• **Your assignment**
For the records below, give the number of lines in which "ShippingRepository" appears, and add nothing else.

== Entries supplied

//! Shipping cost and tax calculation.
//!
//! The rule matching itself is pure; [`PricingService`] loads the rules and
//! product data it needs from the database.

use std::collections::HashMap;

use rust_decimal::Decimal;
use rust_decimal_macros::dec;
use serde::{Deserialize, Serialize};
use sqlx::SqlitePool;

use webshop_crm_core::{TaxScope, money};

use crate::db::{ProductRepository, RepositoryError, ShippingRepository};
use crate::models::{PackageSpec, ShippingRule, TaxRule};

/// Flat rate charged when no shipping rule covers an order.
pub const DEFAULT_SHIPPING_COST: Decimal = dec!(15.95);
pub const DEFAULT_SHIPPING_RULE: &str = "Standard Shipping";
/// Rate applied when a country has no general tax rule.
pub const DEFAULT_TAX_RATE: Decimal = dec!(21);
/// Largest quantity accepted on a single quote line.
pub const MAX_LINE_QUANTITY: i64 = 100_000;

/// A line of a shipping quote request.
#[derive(Debug, Clone, Deserialize)]
pub struct ShippingItem {
    pub sku: String,
    pub quantity: i64,
}

#[derive(Debug, Clone, Copy, Default, PartialEq, Serialize)]
pub struct Dimensions {
    pub length: f64,
    pub width: f64,
    pub height: f64,
}

/// Combined package of an order: items are stacked on top of each other.
#[derive(Debug, Clone, Copy, Default, PartialEq, Serialize)]
pub struct PackageInfo {
    pub total_weight_grams: i64,
    pub dimensions_cm: Dimensions,
}

/// Sum weights and heights, take the largest footprint. Unknown SKUs are
/// ignored.
#[must_use]
pub fn combine_package(items: &[ShippingItem], specs: &[PackageSpec]) -> PackageInfo {
    let by_sku: HashMap<&str, &PackageSpec> = specs.iter().map(|s| (s.sku.as_str(), s)).collect();

    items
        .iter()
        .filter_map(|item| by_sku.get(item.sku.as_str()).map(|spec| (item.quantity, spec)))
        .fold(PackageInfo::default(), |mut package, (quantity, spec)| {
            package.total_weight_grams = package
                .total_weight_grams
                .saturating_add(spec.weight_grams.saturating_mul(quantity));
            package.dimensions_cm.length = package.dimensions_cm.length.max(spec.length_cm);
            package.dimensions_cm.width = package.dimensions_cm.width.max(spec.width_cm);
            #[allow(clippy::cast_precision_loss)]
            let stacked = spec.height_cm * quantity as f64;
            package.dimensions_cm.height += stacked;
            package
        })
}

#[derive(Debug, Clone, Serialize)]
pub struct ShippingQuote {
    pub shipping_cost: Decimal,
    pub free_shipping: bool,
    pub shipping_rule: String,
    pub package_info: PackageInfo,
    pub free_shipping_threshold: Option<Decimal>,
    pub amount_for_free_shipping: Option<Decimal>,
}

/// Price an order against the matched rule, if any.
#[must_use]
pub fn quote_shipping(
    rule: Option<&ShippingRule>,
    package_info: PackageInfo,
    order_value: Decimal,
) -> ShippingQuote {
    let Some(rule) = rule else {
        return ShippingQuote {
            shipping_cost: DEFAULT_SHIPPING_COST,
            free_shipping: false,
            shipping_rule: DEFAULT_SHIPPING_RULE.to_string(),
            package_info,
            free_shipping_threshold: None,
            amount_for_free_shipping: None,
        };
    };

    let threshold = rule.free_shipping_threshold.filter(|t| !t.is_zero());
    let free_shipping = threshold.is_some_and(|t| order_value >= t);

    ShippingQuote {
        shipping_cost: if free_shipping {
            Decimal::ZERO
        } else {
            rule.shipping_cost
        },
        free_shipping,
        shipping_rule: rule.name.clone(),
        package_info,
        free_shipping_threshold: rule.free_shipping_threshold,
        amount_for_free_shipping: threshold.map(|t| (t - order_value).max(Decimal::ZERO)),
    }
}

/// A line of a tax calculation request.
#[derive(Debug, Clone, Deserialize)]
pub struct TaxItem {
    pub sku: String,
    pub total_price: Decimal,
    #[serde(default)]
    pub name: Option<String>,
}

#[derive(Debug, Clone, Serialize)]
pub struct TaxLine {
    #[serde(skip_serializing_if = "Option::is_none")]
    pub sku: Option<String>,
    #[serde(skip_serializing_if = "Option::is_none")]
    pub name: Option<String>,
    #[serde(skip_serializing_if = "Option::is_none")]
    pub category: Option<String>,
    pub tax_rate: Decimal,
    pub tax_amount: Decimal,
    pub rule_name: String,
}

#[derive(Debug, Clone, Serialize)]
pub struct TaxCalculation {
    pub country: String,
    pub tax_amount: Decimal,
    pub tax_rate: Decimal,
    pub tax_breakdown: Vec<TaxLine>,
    pub total_with_tax: Decimal,
    #[serde(skip_serializing_if = "Option::is_none")]
    pub message: Option<String>,
}

/// Apply a country's tax rules to an order.
///
/// `categories` maps item SKUs to their product category. A category rule
/// matching the item's category takes precedence over the general rule;
/// items no rule covers are untaxed.
#[must_use]
pub fn calculate_tax(
    country: &str,
    rules: &[TaxRule],
    items: &[TaxItem],
    categories: &HashMap<String, Option<String>>,
    subtotal: Decimal,
) -> TaxCalculation {
    if rules.is_empty() {
        return TaxCalculation {
            country: country.to_string(),
            tax_amount: Decimal::ZERO,
            tax_rate: Decimal::ZERO,
            tax_breakdown: Vec::new(),
            total_with_tax: subtotal,
            message: Some(format!("No tax rules found for {country}")),
        };
    }

    let general = rules.iter().find(|r| r.applies_to == TaxScope::All);

    if items.is_empty() {
        let rate = general.map_or(DEFAULT_TAX_RATE, |r| r.tax_rate);
        let tax = money::round2(subtotal * rate / Decimal::ONE_HUNDRED);
        return TaxCalculation {
            country: country.to_string(),
            tax_amount: tax,
            tax_rate: rate,
            tax_breakdown: vec![TaxLine {
                sku: None,
                name: None,
                category: None,
                tax_rate: rate,
                tax_amount: tax,
                rule_name: general.map_or_else(|| "Standard VAT".to_string(), |r| r.name.clone()),
            }],
            total_with_tax: subtotal + tax,
            message: None,
        };
    }

    let breakdown: Vec<TaxLine> = items
        .iter()
        .filter_map(|item| {
            let category = categories.get(&item.sku).cloned().flatten();
            let rule = rules
                .iter()
                .find(|r| {
                    r.applies_to == TaxScope::Category
                        && category.is_some()
                        && r.product_category == category
                })
                .or(general)?;

            Some(TaxLine {
                sku: Some(item.sku.clone()),
                name: Some(item.name.clone().unwrap_or_else(|| item.sku.clone())),
                category,
                tax_rate: rule.tax_rate,
                tax_amount: money::round2(item.total_price * rule.tax_rate / Decimal::ONE_HUNDRED),
                rule_name: rule.name.clone(),
            })
        })
        .collect();

    let tax: Decimal = breakdown.iter().map(|l| l.tax_amount).sum();

    TaxCalculation {
        country: country.to_string(),
        tax_amount: tax,
        tax_rate: if tax.is_zero() {
            Decimal::ZERO
        } else {
            money::percentage(tax, subtotal)
        },
        tax_breakdown: breakdown,
        total_with_tax: subtotal + tax,
        message: None,
    }
}

/// Database-backed shipping and tax calculator.
pub struct PricingService<'a> {
    pool: &'a SqlitePool,
}

impl<'a> PricingService<'a> {
    #[must_use]
    pub const fn new(pool: &'a SqlitePool) -> Self {
        Self { pool }
    }

    /// Quote shipping for an order.
    ///
    /// # Errors
    ///
    /// Returns `RepositoryError::Database` if a query fails.
    pub async fn shipping(
        &self,
        country: &str,
        items: &[ShippingItem],
        order_value: Decimal,
    ) -> Result<ShippingQuote, RepositoryError> {
        let skus: Vec<String> = items.iter().map(|i| i.sku.clone()).collect();
        let specs = ProductRepository::new(self.pool).package_specs(&skus).await?;
        let package = combine_package(items, &specs);

        let rule = ShippingRepository::new(self.pool)
            .find_rule(country, package.total_weight_grams, order_value)
            .await?;

        Ok(quote_shipping(rule.as_ref(), package, order_value))
    }

    /// Calculate tax for an order.
    ///
    /// # Errors
    ///
    /// Returns `RepositoryError::Database` if a query fails.
    pub async fn tax(
        &self,
        country: &str,
        items: &[TaxItem],
        subtotal: Decimal,
    ) -> Result<TaxCalculation, RepositoryError> {
        let rules = ShippingRepository::new(self.pool)
            .list_tax_rules(Some(country))
            .await?;

        let skus: Vec<String> = items.iter().map(|i| i.sku.clone()).collect();
        let categories = ProductRepository::new(self.pool)
            .package_specs(&skus)
            .await?
            .into_iter()
            .map(|s| (s.sku, s.category))
            .collect();

        Ok(calculate_tax(country, &rules, items, &categories, subtotal))
    }
}

#[cfg(test)]
mod tests {
    use super::*;
    use chrono::Utc;
    use webshop_crm_core::{ShippingRuleId, TaxRuleId};

    fn spec(sku: &str, weight: i64, l: f64, w: f64, h: f64) -> PackageSpec {
        PackageSpec {
            sku: sku.to_string(),
            category: None,
            weight_grams: weight,
            length_cm: l,
            width_cm: w,
            height_cm: h,
        }
    }

    fn shipping_rule(cost: Decimal, threshold: Option<Decimal>) -> ShippingRule {
        ShippingRule {
            id: ShippingRuleId::new(1),
            name: "NL Standaard".to_string(),
            country: "NL".to_string(),
            min_weight: 0,
            max_weight: 999_999,
            min_order_value: Decimal::ZERO,
            max_order_value: dec!(999999.99),
            shipping_cost: cost,
            free_shipping_threshold: threshold,
            is_active: true,
            created_at: Utc::now(),
        }
    }

    fn tax_rule(name: &str, rate: Decimal, category: Option<&str>) -> TaxRule {
        TaxRule {
            id: TaxRuleId::new(1),
            name: name.to_string(),
            country: "NL".to_string(),
            tax_rate: rate,
            applies_to: if category.is_some() {
                TaxScope::Category
            } else {
                TaxScope::All
            },
            product_category: category.map(str::to_string),
            is_active: true,
            created_at: Utc::now(),
        }
    }

    fn item(sku: &str, quantity: i64) -> ShippingItem {
        ShippingItem {
            sku: sku.to_string(),
            quantity,
        }
    }

    #[test]
    fn test_combine_package_stacks_heights() {
        let specs = vec![
            spec("A", 500, 30.0, 20.0, 5.0),
            spec("B", 250, 40.0, 10.0, 2.0),
        ];
        let package = combine_package(&[item("A", 2), item("B", 1), item("GHOST", 9)], &specs);

        assert_eq!(package.total_weight_grams, 1250);
        assert!((package.dimensions_cm.length - 40.0).abs() < f64::EPSILON);
        assert!((package.dimensions_cm.width - 20.0).abs() < f64::EPSILON);
        assert!((package.dimensions_cm.height - 12.0).abs() < f64::EPSILON);
    }

    #[test]
    fn test_combine_package_weight_saturates() {
        let specs = vec![spec("BOX1", 1000, 10.0, 10.0, 1.0)];
        let package = combine_package(&[item("BOX1", i64::MAX), item("BOX1", 1)], &specs);
        assert_eq!(package.total_weight_grams, i64::MAX);
    }

    #[test]
    fn test_quote_without_rule_uses_default() {
        let quote = quote_shipping(None, PackageInfo::default(), dec!(20));
        assert_eq!(quote.shipping_cost, dec!(15.95));
        assert_eq!(quote.shipping_rule, "Standard Shipping");
        assert!(quote.amount_for_free_shipping.is_none());
    }

    #[test]
    fn test_quote_below_threshold() {
        let rule = shipping_rule(dec!(4.95), Some(dec!(50)));
        let quote = quote_shipping(Some(&rule), PackageInfo::default(), dec!(35));
        assert_eq!(quote.shipping_cost, dec!(4.95));
        assert!(!quote.free_shipping);
        assert_eq!(quote.amount_for_free_shipping, Some(dec!(15)));
    }

    #[test]
    fn test_quote_at_threshold_is_free() {
        let rule = shipping_rule(dec!(4.95), Some(dec!(50)));
        let quote = quote_shipping(Some(&rule), PackageInfo::default(), dec!(50));
        assert_eq!(quote.shipping_cost, Decimal::ZERO);
        assert!(quote.free_shipping);
        assert_eq!(quote.amount_for_free_shipping, Some(Decimal::ZERO));
    }

    #[test]
    fn test_tax_category_rule_wins() {
        let rules = vec![
            tax_rule("BTW hoog", dec!(21), None),
            tax_rule("BTW laag", dec!(9), Some("Boeken")),
        ];
        let items = vec![
            TaxItem {
                sku: "BOOK".to_string(),
                total_price: dec!(100),
                name: Some("Roman".to_string()),
            },
            TaxItem {
                sku: "MUG".to_string(),
                total_price: dec!(100),
                name: None,
            },
        ];
        let categories = HashMap::from([
            ("BOOK".to_string(), Some("Boeken".to_string())),
            ("MUG".to_string(), Some("Keuken".to_string())),
        ]);

        let calc = calculate_tax("NL", &rules, &items, &categories, dec!(200));
        assert_eq!(calc.tax_amount, dec!(30));
        assert_eq!(calc.tax_rate, dec!(15));
        assert_eq!(calc.total_with_tax, dec!(230));
        assert_eq!(calc.tax_breakdown.len(), 2);
        assert_eq!(calc.tax_breakdown[0].rule_name, "BTW laag");
        assert_eq!(calc.tax_breakdown[1].name.as_deref(), Some("MUG"));
    }

    #[test]
    fn test_tax_without_rules() {
        let calc = calculate_tax("XX", &[], &[], &HashMap::new(), dec!(80));
        assert_eq!(calc.tax_amount, Decimal::ZERO);
        assert_eq!(calc.total_with_tax, dec!(80));
        assert!(calc.message.is_some());
    }

    #[test]
    fn test_tax_with_empty_items_uses_general_rate() {
        let rules = vec![tax_rule("BTW laag", dec!(9), Some("Boeken"))];
        let calc = calculate_tax("NL", &rules, &[], &HashMap::new(), dec!(100));
        assert_eq!(calc.tax_rate, dec!(21));
        assert_eq!(calc.tax_amount, dec!(21));
    }
}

====

• **Exercise output**
3